An Iranian-American citizen living in Central Texas said the recent deadly Iran protests signal hope for the country's people.
The last time there were protests of this magnitude was nearly a decade ago back in 2009. Now, Iran's interior minister said as many as 42,000 people have taken part in the last week of demonstrations against Iran's government. Hamid Asgari said this protest is a little different from the past protests.
"It started in a city in Mashhad, which is one of the holy cities in Iran. So it started from there. And the slogan over there was mostly economic," Asgari said.
He immigrated to the U.S. back in 2012 and said the people are especially tired of the government misspending money.
"The consequence is the people get poorer and the country actually lose its credibility," he explained.

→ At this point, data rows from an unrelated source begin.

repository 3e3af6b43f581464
use leptos::prelude::*;
use leptos_ui::variants;

variants! {
    Button {
        base: "inline-flex items-center justify-center gap-2 whitespace-nowrap rounded-lg text-sm font-bold transition-all disabled:pointer-events-none disabled:opacity-50 [&_svg]:pointer-events-none [&_svg:not([class*='size-'])]:size-4 shrink-0 [&_svg]:shrink-0 outline-none focus-visible:ring-2 focus-visible:ring-indigo-400/60 hover:cursor-pointer active:scale-[0.98] touch-manipulation select-none",
        variants: {
            variant: {
                Default: "bg-indigo-600 text-white shadow-sm hover:bg-indigo-700",
                Destructive: "bg-red-600 text-white shadow-sm hover:bg-red-700",
                Outline: "border border-slate-200 bg-white text-slate-700 hover:bg-slate-50",
                Ghost: "text-slate-500 hover:bg-slate-100 hover:text-slate-800",
                Link: "text-indigo-600 underline-offset-4 hover:underline",
                // Sidebar role toggle.
                Admin: "w-full bg-amber-500 text-slate-900 hover:bg-amber-400",
                Dark: "w-full bg-slate-800 text-slate-200 hover:bg-slate-700",
            },
            size: {
                Default: "h-9 px-4 py-2 has-[>svg]:px-3",
                Sm: "h-8 gap-1.5 px-3 text-xs has-[>svg]:px-2.5",
                Icon: "size-9"
            }
        },
        component: {
            element: button,
            support_href: true,
            support_aria_current: true
        }
    }
}
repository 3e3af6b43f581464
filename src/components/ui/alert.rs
use leptos::prelude::*;
use leptos_ui::clx;

mod components {
    use super::*;
    clx! {Alert, div, "relative w-full rounded-lg border px-4 py-3 text-sm"}
    clx! {AlertDescription, p, "text-sm [&_p]:leading-relaxed"}
}

pub use components::*;
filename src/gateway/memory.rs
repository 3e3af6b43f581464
use super::{
    CollectionGateway, ErrorKind, GatewayError, GatewayResult, SnapshotEvent, SnapshotSink,
    Subscription,
};
use crate::models::{DocumentId, Topic, TopicDocument};
use futures::future::{self, LocalBoxFuture};
use futures::FutureExt;
use std::collections::BTreeMap;
use std::sync::{Arc, Mutex};

/// A write received by the in-memory gateway. Test builds also log them.
#[derive(Clone, Debug, PartialEq, Eq)]
pub(crate) enum WriteCall {
    Add(TopicDocument),
    Update(DocumentId, TopicDocument),
    Delete(DocumentId),
}

#[derive(Default)]
struct MemoryState {
    /// Documents in insertion order.
    docs: Vec<Topic>,
    sinks: BTreeMap<u64, SnapshotSink>,
    next_sink_id: u64,
    #[cfg(test)]
    writes: Vec<WriteCall>,
    #[cfg(test)]
    fail_next_write: Option<GatewayError>,
}

/// Process-local collection with live pushes.
///
/// Behaves like the hosted store from the client's point of view: new
/// subscribers get the current snapshot immediately, every successful write
/// pushes a fresh snapshot to all subscribers. Used when no cloud project is
/// configured and as the gateway behind the core tests.
#[derive(Clone, Default)]
pub(crate) struct MemoryGateway {
    state: Arc<Mutex<MemoryState>>,
}

impl MemoryGateway {
    pub fn new() -> Self {
        Self::default()
    }

    #[cfg(test)]
    pub fn with_topics(topics: Vec<Topic>) -> Self {
        let g = Self::new();
        if let Ok(mut s) = g.state.lock() {
            s.docs = topics;
        }
        g
    }

    /// Replaces the collection as if changed by another client and pushes it.
    #[cfg(test)]
    pub fn replace_remote(&self, topics: Vec<Topic>) {
        if let Ok(mut s) = self.state.lock() {
            s.docs = topics;
        }
        self.broadcast();
    }

    /// Delivers a subscription error to every subscriber.
    #[cfg(test)]
    pub fn push_error(&self, error: GatewayError) {
        for sink in self.sinks() {
            sink(Err(error.clone()));
        }
    }

    /// Makes the next add/update/delete fail with `error`.
    #[cfg(test)]
    pub fn fail_next_write(&self, error: GatewayError) {
        if let Ok(mut s) = self.state.lock() {
            s.fail_next_write = Some(error);
        }
    }

    #[cfg(test)]
    pub fn writes(&self) -> Vec<WriteCall> {
        self.state.lock().map(|s| s.writes.clone()).unwrap_or_default()
    }

    #[cfg(test)]
    pub fn subscriber_count(&self) -> usize {
        self.state.lock().map(|s| s.sinks.len()).unwrap_or_default()
    }

    fn sinks(&self) -> Vec<SnapshotSink> {
        self.state
            .lock()
            .map(|s| s.sinks.values().cloned().collect())
            .unwrap_or_default()
    }

    fn snapshot(&self) -> SnapshotEvent {
        self.state
            .lock()
            .map(|s| s.docs.clone())
            .map_err(|_| GatewayError::new(ErrorKind::Network, "memory store poisoned"))
    }

    // Sinks run outside the lock so they may call back into the gateway.
    fn broadcast(&self) {
        let sinks = self.sinks();
        let snap = self.snapshot();
        for sink in sinks {
            sink(snap.clone());
        }
    }

    fn write(&self, call: WriteCall) -> GatewayResult<Option<DocumentId>> {
        let assigned = {
            let mut s = self
                .state
                .lock()
                .map_err(|_| GatewayError::new(ErrorKind::Network, "memory store poisoned"))?;

            #[cfg(test)]
            {
                s.writes.push(call.clone());
                if let Some(e) = s.fail_next_write.take() {
                    return Err(e);
                }
            }

            match call {
                WriteCall::Add(doc) => {
                    let id = new_document_id(|id| s.docs.iter().any(|t| t.id.as_str() == id));
                    s.docs.push(Topic {
                        id: id.clone(),
                        doc,
                    });
                    Some(id)
                }
                WriteCall::Update(id, doc) => {
                    let Some(t) = s.docs.iter_mut().find(|t| t.id == id) else {
                        return Err(GatewayError::new(
                            ErrorKind::NotFound,
                            format!("Update topic: no document {id}"),
                        ));
                    };
                    t.doc = doc;
                    None
                }
                WriteCall::Delete(id) => {
                    // Deleting a missing document succeeds, as in the hosted store.
                    s.docs.retain(|t| t.id != id);
                    None
                }
            }
        };

        self.broadcast();
        Ok(assigned)
    }
}

impl CollectionGateway for MemoryGateway {
    fn subscribe(&self, sink: SnapshotSink) -> Subscription {
        let id = match self.state.lock() {
            Ok(mut s) => {
                let id = s.next_sink_id;
                s.next_sink_id += 1;
                s.sinks.insert(id, sink.clone());
                id
            }
            Err(_) => {
                sink(Err(GatewayError::new(ErrorKind::Network, "memory store poisoned")));
                return Subscription::new(|| {});
            }
        };

        sink(self.snapshot());

        let state = self.state.clone();
        Subscription::new(move || {
            if let Ok(mut s) = state.lock() {
                s.sinks.remove(&id);
            }
        })
    }

    fn add(&self, doc: TopicDocument) -> LocalBoxFuture<'_, GatewayResult<DocumentId>> {
        let res = self.write(WriteCall::Add(doc)).and_then(|id| {
            id.ok_or_else(|| GatewayError::new(ErrorKind::Parse, "no id assigned"))
        });
        future::ready(res).boxed_local()
    }

    fn update(&self, id: &DocumentId, doc: TopicDocument) -> LocalBoxFuture<'_, GatewayResult<()>> {
        let res = self.write(WriteCall::Update(id.clone(), doc)).map(|_| ());
        future::ready(res).boxed_local()
    }

    fn delete(&self, id: &DocumentId) -> LocalBoxFuture<'_, GatewayResult<()>> {
        let res = self.write(WriteCall::Delete(id.clone())).map(|_| ());
        future::ready(res).boxed_local()
    }
}

const ID_ALPHABET: &[u8] = b"ABCDEFGHIJKLMNOPQRSTUVWXYZabcdefghijklmnopqrstuvwxyz0123456789";

/// 20-character alphanumeric id in the hosted store's format.
fn new_document_id(taken: impl Fn(&str) -> bool) -> DocumentId {
    let mut counter: u64 = 0;
    loop {
        let mut buf = [0u8; 20];
        let id: String = if getrandom::getrandom(&mut buf).is_ok() {
            buf.iter()
                .map(|b| ID_ALPHABET[*b as usize % ID_ALPHABET.len()] as char)
                .collect()
        } else {
            counter += 1;
            format!("local{counter:015}")
        };

        if !taken(&id) {
            if let Some(id) = DocumentId::new(id) {
                return id;
            }
        }
    }
}

#[cfg(test)]
mod tests {
    use super::*;
    use crate::models::Section;
    use futures::executor::block_on;

    fn recorder() -> (SnapshotSink, Arc<Mutex<Vec<SnapshotEvent>>>) {
        let seen: Arc<Mutex<Vec<SnapshotEvent>>> = Arc::new(Mutex::new(vec![]));
        let s2 = seen.clone();
        let sink: SnapshotSink = Arc::new(move |ev| s2.lock().expect("lock").push(ev));
        (sink, seen)
    }

    fn doc(title: &str) -> TopicDocument {
        TopicDocument {
            title: title.to_string(),
            ..TopicDocument::empty_in(Section::MainsGs2)
        }
    }

    #[test]
    fn test_subscribe_pushes_current_snapshot_immediately() {
        let g = MemoryGateway::new();
        let (sink, seen) = recorder();
        let _sub = g.subscribe(sink);

        let seen = seen.lock().expect("lock");
        assert_eq!(seen.len(), 1);
        assert_eq!(seen[0].as_ref().map(|v| v.len()), Ok(0));
    }

    #[test]
    fn test_add_assigns_a_twenty_char_id_and_pushes() {
        let g = MemoryGateway::new();
        let (sink, seen) = recorder();
        let _sub = g.subscribe(sink);

        let id = block_on(g.add(doc("Ethics"))).expect("add should succeed");
        assert_eq!(id.as_str().len(), 20);

        let seen = seen.lock().expect("lock");
        let last = seen.last().expect("push after add").clone().expect("snapshot");
        assert_eq!(last.len(), 1);
        assert_eq!(last[0].id, id);
        assert_eq!(last[0].doc.title, "Ethics");
    }

    #[test]
    fn test_update_of_missing_document_is_not_found() {
        let g = MemoryGateway::new();
        let missing = DocumentId::new("nope").expect("id");
        let err = block_on(g.update(&missing, doc("x"))).expect_err("missing doc");
        assert_eq!(err.kind, ErrorKind::NotFound);
    }

    #[test]
    fn test_cancelled_subscription_receives_nothing_more() {
        let g = MemoryGateway::new();
        let (sink, seen) = recorder();
        let sub = g.subscribe(sink);
        assert_eq!(g.subscriber_count(), 1);

        sub.cancel();
        assert_eq!(g.subscriber_count(), 0);

        block_on(g.add(doc("after close"))).expect("add");
        g.push_error(GatewayError::new(ErrorKind::Network, "offline"));
        assert_eq!(seen.lock().expect("lock").len(), 1);
    }

    #[test]
    fn test_failed_write_is_recorded_but_not_applied() {
        let g = MemoryGateway::new();
        g.fail_next_write(GatewayError::new(ErrorKind::Unauthorized, "denied"));

        let err = block_on(g.add(doc("blocked"))).expect_err("should fail");
        assert_eq!(err.kind, ErrorKind::Unauthorized);
        assert_eq!(g.writes().len(), 1);
        assert_eq!(g.snapshot().map(|v| v.len()), Ok(0));

        // Only the next write fails.
        assert!(block_on(g.add(doc("ok"))).is_ok());
    }

    #[test]
    fn test_write_log_keeps_call_order() {
        let g = MemoryGateway::new();
        let id = block_on(g.add(doc("Modern India"))).expect("add");
        block_on(g.update(&id, doc("Modern India v2"))).expect("update");
        block_on(g.delete(&id)).expect("delete");

        assert_eq!(
            g.writes(),
            vec![
                WriteCall::Add(doc("Modern India")),
                WriteCall::Update(id.clone(), doc("Modern India v2")),
                WriteCall::Delete(id),
            ]
        );
        assert_eq!(g.snapshot().map(|v| v.len()), Ok(0));
    }
}
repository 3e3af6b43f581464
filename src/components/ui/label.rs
use leptos::prelude::*;
use tw_merge::*;

#[component]
pub fn Label(
    #[prop(optional, into)] class: String,
    #[prop(optional, into)] html_for: String,
    children: Children,
) -> impl IntoView {
    let class = tw_merge!(
        "block text-[10px] font-bold uppercase tracking-widest text-slate-500",
        class
    );

    view! {
        <label class=class r#for=html_for>
            {children()}
        </label>
    }
}
use leptos::html;
use leptos::prelude::*;
use tw_merge::tw_merge;

const FIELD_CLASS: &str = "w-full rounded-lg border border-slate-200 bg-white px-3 py-2 text-sm text-slate-800 shadow-xs outline-none placeholder:text-slate-400 focus-visible:border-indigo-400 focus-visible:ring-2 focus-visible:ring-indigo-400/30 disabled:cursor-not-allowed disabled:opacity-50";

/// Single-line text field.
///
/// Values flow one way: the field shows `value` and reports edits through
/// `on_input`, so the owner decides where they land (a draft field, the search
/// term).
#[component]
pub fn Input(
    #[prop(into, optional)] class: String,
    #[prop(into, default = "text")] r#type: &'static str,
    #[prop(into, optional)] placeholder: String,
    #[prop(into, optional)] id: String,
    #[prop(optional)] disabled: bool,
    #[prop(optional)] autofocus: bool,
    #[prop(into)] value: Signal<String>,
    on_input: Callback<String>,
    #[prop(optional)] node_ref: NodeRef<html::Input>,
) -> impl IntoView {
    let merged_class = tw_merge!(FIELD_CLASS, "h-9", class);

    view! {
        <input
            data-name="Input"
            type=r#type
            class=merged_class
            placeholder=placeholder
            id=id
            disabled=disabled
            autofocus=autofocus
            prop:value=move || value.get()
            on:input=move |ev| on_input.run(event_target_value(&ev))
            node_ref=node_ref
        />
    }
}

#[component]
pub fn Textarea(
    #[prop(into, optional)] class: String,
    #[prop(into, optional)] placeholder: String,
    #[prop(into, optional)] id: String,
    #[prop(default = 3)] rows: u32,
    #[prop(optional)] disabled: bool,
    #[prop(into)] value: Signal<String>,
    on_input: Callback<String>,
) -> impl IntoView {
    let merged_class = tw_merge!(FIELD_CLASS, "min-h-16 resize-y leading-relaxed", class);

    view! {
        <textarea
            data-name="Textarea"
            class=merged_class
            placeholder=placeholder
            id=id
            rows=rows.to_string()
            disabled=disabled
            prop:value=move || value.get()
            on:input=move |ev| on_input.run(event_target_value(&ev))
        />
    }
}
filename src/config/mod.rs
use serde::{Deserialize, Serialize};

/// Application identifier baked into the collection path.
pub(crate) const APP_ID: &str = "bpsc-vault-v3";

const DEFAULT_PROJECT_ID: &str = "exam-vault";
const DEFAULT_POLL_INTERVAL_MS: u32 = 4_000;
const MIN_POLL_INTERVAL_MS: u32 = 500;

/// Hierarchical path of the topics collection, relative to the database root.
pub(crate) fn topics_collection_path() -> String {
    format!("artifacts/{APP_ID}/public/data/topics")
}

#[derive(Serialize, Deserialize, Clone, Copy, Debug, PartialEq, Eq)]
#[serde(rename_all = "lowercase")]
pub(crate) enum Backend {
    Firestore,
    Memory,
}

#[derive(Serialize, Deserialize, Clone, Copy, Debug, PartialEq, Eq)]
#[serde(rename_all = "lowercase")]
pub(crate) enum AuthMode {
    /// No identity; relies on open access rules.
    Open,
    Anonymous,
}

#[derive(Serialize, Deserialize, Clone, Debug, PartialEq, Eq)]
pub(crate) struct EnvConfig {
    pub backend: Backend,
    pub project_id: String,
    pub api_key: Option<String>,
    pub auth_mode: AuthMode,
    pub initial_auth_token: Option<String>,
    pub poll_interval_ms: u32,
}

impl EnvConfig {
    /// Reads `window.ENV`, falling back to defaults for anything missing.
    pub fn new() -> Self {
        let env = web_sys::window()
            .and_then(|w| w.get("ENV"))
            .filter(|env| !env.is_undefined() && env.is_object());

        let Some(env) = env else {
            return Self::from_lookup(|_| None);
        };

        Self::from_lookup(|key| {
            js_sys::Reflect::get(&env, &key.into())
                .ok()
                .and_then(|v| v.as_string())
        })
    }

    /// Builds a config from a key lookup.
    ///
    /// Every setting is looked up as `UPPER_CASE` first (documented style) and
    /// `lower_case` second, matching how deployments have historically written
    /// `window.ENV`.
    pub fn from_lookup(lookup: impl Fn(&str) -> Option<String>) -> Self {
        let get = |key: &str| {
            lookup(key)
                .or_else(|| lookup(&key.to_lowercase()))
                .map(|v| v.trim().to_string())
                .filter(|v| !v.is_empty())
        };

        let backend = match get("BACKEND").as_deref().map(str::to_lowercase).as_deref() {
            Some("firestore") => Backend::Firestore,
            _ => Backend::Memory,
        };

        let auth_mode = match get("AUTH_MODE").as_deref().map(str::to_lowercase).as_deref() {
            Some("anonymous") => AuthMode::Anonymous,
            _ => AuthMode::Open,
        };

        let poll_interval_ms = get("POLL_INTERVAL_MS")
            .and_then(|v| v.parse::<u32>().ok())
            .unwrap_or(DEFAULT_POLL_INTERVAL_MS)
            .max(MIN_POLL_INTERVAL_MS);

        Self {
            backend,
            project_id: get("PROJECT_ID").unwrap_or_else(|| DEFAULT_PROJECT_ID.to_string()),
            api_key: get("API_KEY"),
            auth_mode,
            initial_auth_token: get("AUTH_TOKEN"),
            poll_interval_ms,
        }
    }
}

/// Built-in defaults only; `window.ENV` is not consulted.
impl Default for EnvConfig {
    fn default() -> Self {
        Self::from_lookup(|_| None)
    }
}
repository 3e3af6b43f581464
use icons::{Loader, LoaderCircle};
use leptos::prelude::*;
use tw_merge::tw_merge;

/// Inline spinner for buttons.
#[component]
pub fn Spinner(#[prop(into, optional)] class: String) -> impl IntoView {
    let merged_class = tw_merge!("size-4 animate-spin", class);

    view! { <Loader class=merged_class attr:role="status" attr:aria-label="Loading" /> }
}

/// Large centred spinner with a caption, used while the vault loads.
#[component]
pub fn SpinnerCircle(
    #[prop(into, optional)] class: String,
    #[prop(into, optional)] caption: String,
) -> impl IntoView {
    let merged_class = tw_merge!("size-10 animate-spin text-indigo-500", class);

    view! {
        <div class="flex flex-col items-center justify-center gap-3 py-24 text-slate-400">
            <LoaderCircle class=merged_class attr:role="status" attr:aria-label="Loading" />
            <span class="text-sm font-medium">{caption}</span>
        </div>
    }
}
mod topic;

pub(crate) use topic::{DraftError, QuestionField, TopicDraft, TopicField};
use leptos::prelude::*;
use leptos_ui::clx;

mod components {
    use super::*;
    clx! {Card, div, "group flex flex-col overflow-hidden rounded-2xl border border-slate-200 bg-white shadow-sm transition-shadow hover:shadow-md"}
    clx! {CardHeader, div, "flex items-start justify-between gap-3 border-b border-slate-100 px-5 py-4"}
    clx! {CardTitle, h3, "text-base font-bold leading-snug text-slate-800"}
    clx! {CardContent, div, "flex flex-col gap-3 px-5 py-4"}
    // One past-paper question row.
    clx! {CardItem, li, "rounded-xl border border-slate-100 bg-slate-50 p-3"}
}

pub use components::*;
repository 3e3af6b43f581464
use crate::pages::VaultPage;
use crate::state::{AppContext, AppState};
use leptos::prelude::*;
use leptos_router::components::{Route, Router, Routes};
use leptos_router::path;

#[component]
pub fn App() -> impl IntoView {
    let app_state = AppState::new();
    let store = app_state.store;
    let gateway = app_state.gateway;

    app_state.start_session();
    provide_context(AppContext(app_state));

    // The gateway appears once the session resolves; the store subscribes
    // then and stays subscribed for the lifetime of the app.
    Effect::new(move |_| {
        gateway.with(|g| {
            store.open(g.as_ref());
        });
    });
    on_cleanup(move || store.close());

    view! {
        <Router>
            <Routes fallback=|| view! { <div class="px-4 py-8 text-xs text-slate-500">"Not found"</div> }>
                <Route path=path!("section/:section") view=VaultPage />
                <Route path=path!("") view=VaultPage />
            </Routes>
        </Router>
    }
}
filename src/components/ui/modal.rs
use icons::X;
use leptos::prelude::*;
use leptos_ui::clx;
use tw_merge::*;

mod components {
    use super::*;
    clx! {ModalHeader, div, "flex items-start justify-between gap-4 border-b border-slate-100 px-6 py-4"}
    clx! {ModalTitle, h3, "text-lg font-bold leading-tight text-slate-800"}
    clx! {ModalBody, div, "flex flex-col gap-4 overflow-y-auto px-6 py-5"}
    clx! {ModalFooter, footer, "flex items-center justify-end gap-2 border-t border-slate-100 px-6 py-4"}
}

pub use components::*;

/// Overlay panel. Callers mount it inside a `<Show>`; clicking the backdrop
/// or the close button runs `on_close`.
#[component]
pub fn Modal(
    children: Children,
    on_close: Callback<()>,
    #[prop(optional, into)] class: String,
    #[prop(default = true)] close_on_backdrop_click: bool,
) -> impl IntoView {
    let merged_class = tw_merge!(
        "relative flex max-h-[85vh] w-full max-w-lg flex-col overflow-hidden rounded-2xl bg-white shadow-2xl",
        class
    );

    view! {
        <div
            data-name="ModalBackdrop"
            class="fixed inset-0 z-50 flex items-center justify-center bg-slate-900/60 px-4 backdrop-blur-sm"
            on:click=move |_| {
                if close_on_backdrop_click {
                    on_close.run(());
                }
            }
        >
            <div
                data-name="ModalContent"
                class=merged_class
                on:click=|ev: web_sys::MouseEvent| ev.stop_propagation()
            >
                <button
                    type="button"
                    class="absolute top-4 right-4 rounded-full p-1 text-slate-400 hover:bg-slate-100 hover:text-slate-700 [&_svg:not([class*='size-'])]:size-4"
                    aria-label="Close dialog"
                    on:click=move |_| on_close.run(())
                >
                    <X />
                </button>

                {children()}
            </div>
        </div>
    }
}
use crate::components::ui::{
    Button, ButtonSize, ButtonVariant, Card, CardContent, CardHeader, CardItem, CardTitle,
};
use crate::models::{Question, Topic};
use crate::state::{AppContext, Reading};
use leptos::prelude::*;

#[component]
pub fn TopicCard(topic: Topic) -> impl IntoView {
    let app_state = expect_context::<AppContext>();
    let admin_mode = app_state.0.admin_mode;
    let editor = app_state.0.editor;
    let deletion = app_state.0.deletion;
    let reading = app_state.0.reading;

    let title = topic.title().to_string();
    let study_link = topic.doc.study_link.clone();
    let has_study_link = topic.has_study_link();
    let questions = topic.doc.questions.clone();
    let question_count = questions.len();

    let topic_for_edit = StoredValue::new(topic.clone());
    let topic_for_delete = StoredValue::new(topic.clone());

    let card_title = title.clone();
    let title_for_trend = title.clone();
    let trend = topic.doc.trend.clone();
    let on_open_trend = move |_| {
        reading.set(Some(Reading::Trend {
            title: title_for_trend.clone(),
            trend: trend.clone(),
        }));
    };

    view! {
        <Card>
            <CardHeader>
                <CardTitle>{card_title}</CardTitle>

                <Show when=move || admin_mode.get() fallback=|| ().into_view()>
                    <div class="flex shrink-0 items-center gap-1">
                        <Button
                            variant=ButtonVariant::Ghost
                            size=ButtonSize::Icon
                            class="h-8 w-8"
                            attr:title="Edit topic"
                            on:click=move |_| topic_for_edit.with_value(|t| editor.start_edit(t))
                        >
                            <svg
                                xmlns="http://www.w3.org/2000/svg"
                                width="16"
                                height="16"
                                viewBox="0 0 24 24"
                                fill="none"
                                stroke="currentColor"
                                stroke-width="2"
                                stroke-linecap="round"
                                stroke-linejoin="round"
                                aria-hidden="true"
                            >
                                <path d="M12 20h9" />
                                <path d="M16.5 3.5a2.121 2.121 0 0 1 3 3L7 19l-4 1 1-4Z" />
                            </svg>
                        </Button>
                        <Button
                            variant=ButtonVariant::Ghost
                            size=ButtonSize::Icon
                            class="h-8 w-8 text-red-500 hover:text-red-600"
                            attr:title="Delete topic"
                            on:click=move |_| topic_for_delete.with_value(|t| deletion.request(t))
                        >
                            <svg
                                xmlns="http://www.w3.org/2000/svg"
                                width="16"
                                height="16"
                                viewBox="0 0 24 24"
                                fill="none"
                                stroke="currentColor"
                                stroke-width="2"
                                stroke-linecap="round"
                                stroke-linejoin="round"
                                aria-hidden="true"
                            >
                                <path d="M3 6h18" />
                                <path d="M19 6v14a2 2 0 0 1-2 2H7a2 2 0 0 1-2-2V6" />
                                <path d="M8 6V4a2 2 0 0 1 2-2h4a2 2 0 0 1 2 2v2" />
                            </svg>
                        </Button>
                    </div>
                </Show>
            </CardHeader>

            <CardContent>
                <div class="flex flex-wrap items-center gap-2">
                    <Button
                        variant=ButtonVariant::Outline
                        size=ButtonSize::Sm
                        class="border-indigo-200 bg-indigo-50 text-indigo-700 hover:bg-indigo-100"
                        on:click=on_open_trend
                    >
                        "ANALYSIS"
                    </Button>
                    {has_study_link.then(|| view! {
                        <a
                            href=study_link.clone()
                            target="_blank"
                            rel="noopener noreferrer"
                            class="inline-flex h-8 items-center rounded-lg border border-emerald-200 bg-emerald-50 px-3 text-xs font-bold text-emerald-700 hover:bg-emerald-100"
                        >
                            "NOTES"
                        </a>
                    })}
                    <span class="ml-auto text-[10px] font-bold uppercase tracking-widest text-slate-400">
                        {format!("{question_count} PYQs")}
                    </span>
                </div>

                <ul class="flex flex-col gap-2">
                    {questions
                        .into_iter()
                        .map(|question| view! { <QuestionRow topic_title=title.clone() question /> })
                        .collect_view()}
                </ul>
            </CardContent>
        </Card>
    }
}

#[component]
fn QuestionRow(topic_title: String, question: Question) -> impl IntoView {
    let reading = expect_context::<AppContext>().0.reading;

    let prompt = question.q.clone();
    let year = question.year.clone();
    let on_show_solution = move |_| {
        reading.set(Some(Reading::Solution {
            topic_title: topic_title.clone(),
            question: question.clone(),
        }));
    };

    view! {
        <CardItem>
            <div class="mb-2 flex items-start gap-2">
                {(!year.is_empty()).then(|| view! {
                    <span class="shrink-0 rounded bg-slate-800 px-1.5 py-0.5 text-[10px] font-bold text-white">
                        {year.clone()}
                    </span>
                })}
                <p class="text-sm leading-relaxed text-slate-700">{prompt}</p>
            </div>
            <Button variant=ButtonVariant::Link size=ButtonSize::Sm class="h-auto px-0" on:click=on_show_solution>
                "Show Solution"
            </Button>
        </CardItem>
    }
}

As he watches the developments unfold from Texas, he is not only concerned about his family but others too.
"It's dangerous for everyone out there. Because for those people who are opposing the regime, of course it's dangerous, but you should take risks for your freedom," Asgari said.
It's been especially violent since last week, with at least 20 people killed in the violence. He and his Iranian friends in Texas are concerned the government will slaughter those standing up for what he called oppression.
"Of course I am proud of those people, those young people who are protesting, and they are building their future," he said.
Channel Six reached out to Fort Hood's III Corps Division about the demonstrations. In a statement, Combined Joint Task Force-Operation Inherent Resolve's Director of Public Affairs Colonel Thomas Veale said, "I think everyone can agree that that the stability of all nations in the region are a concern to us, and what's going on in Iran is certainly worth paying attention to because Iran is a regional power."
Asgari said it's time for a change.
"Because what they did during those 40 years I think it is time for them to get this response from people they don't want them," Asgari said.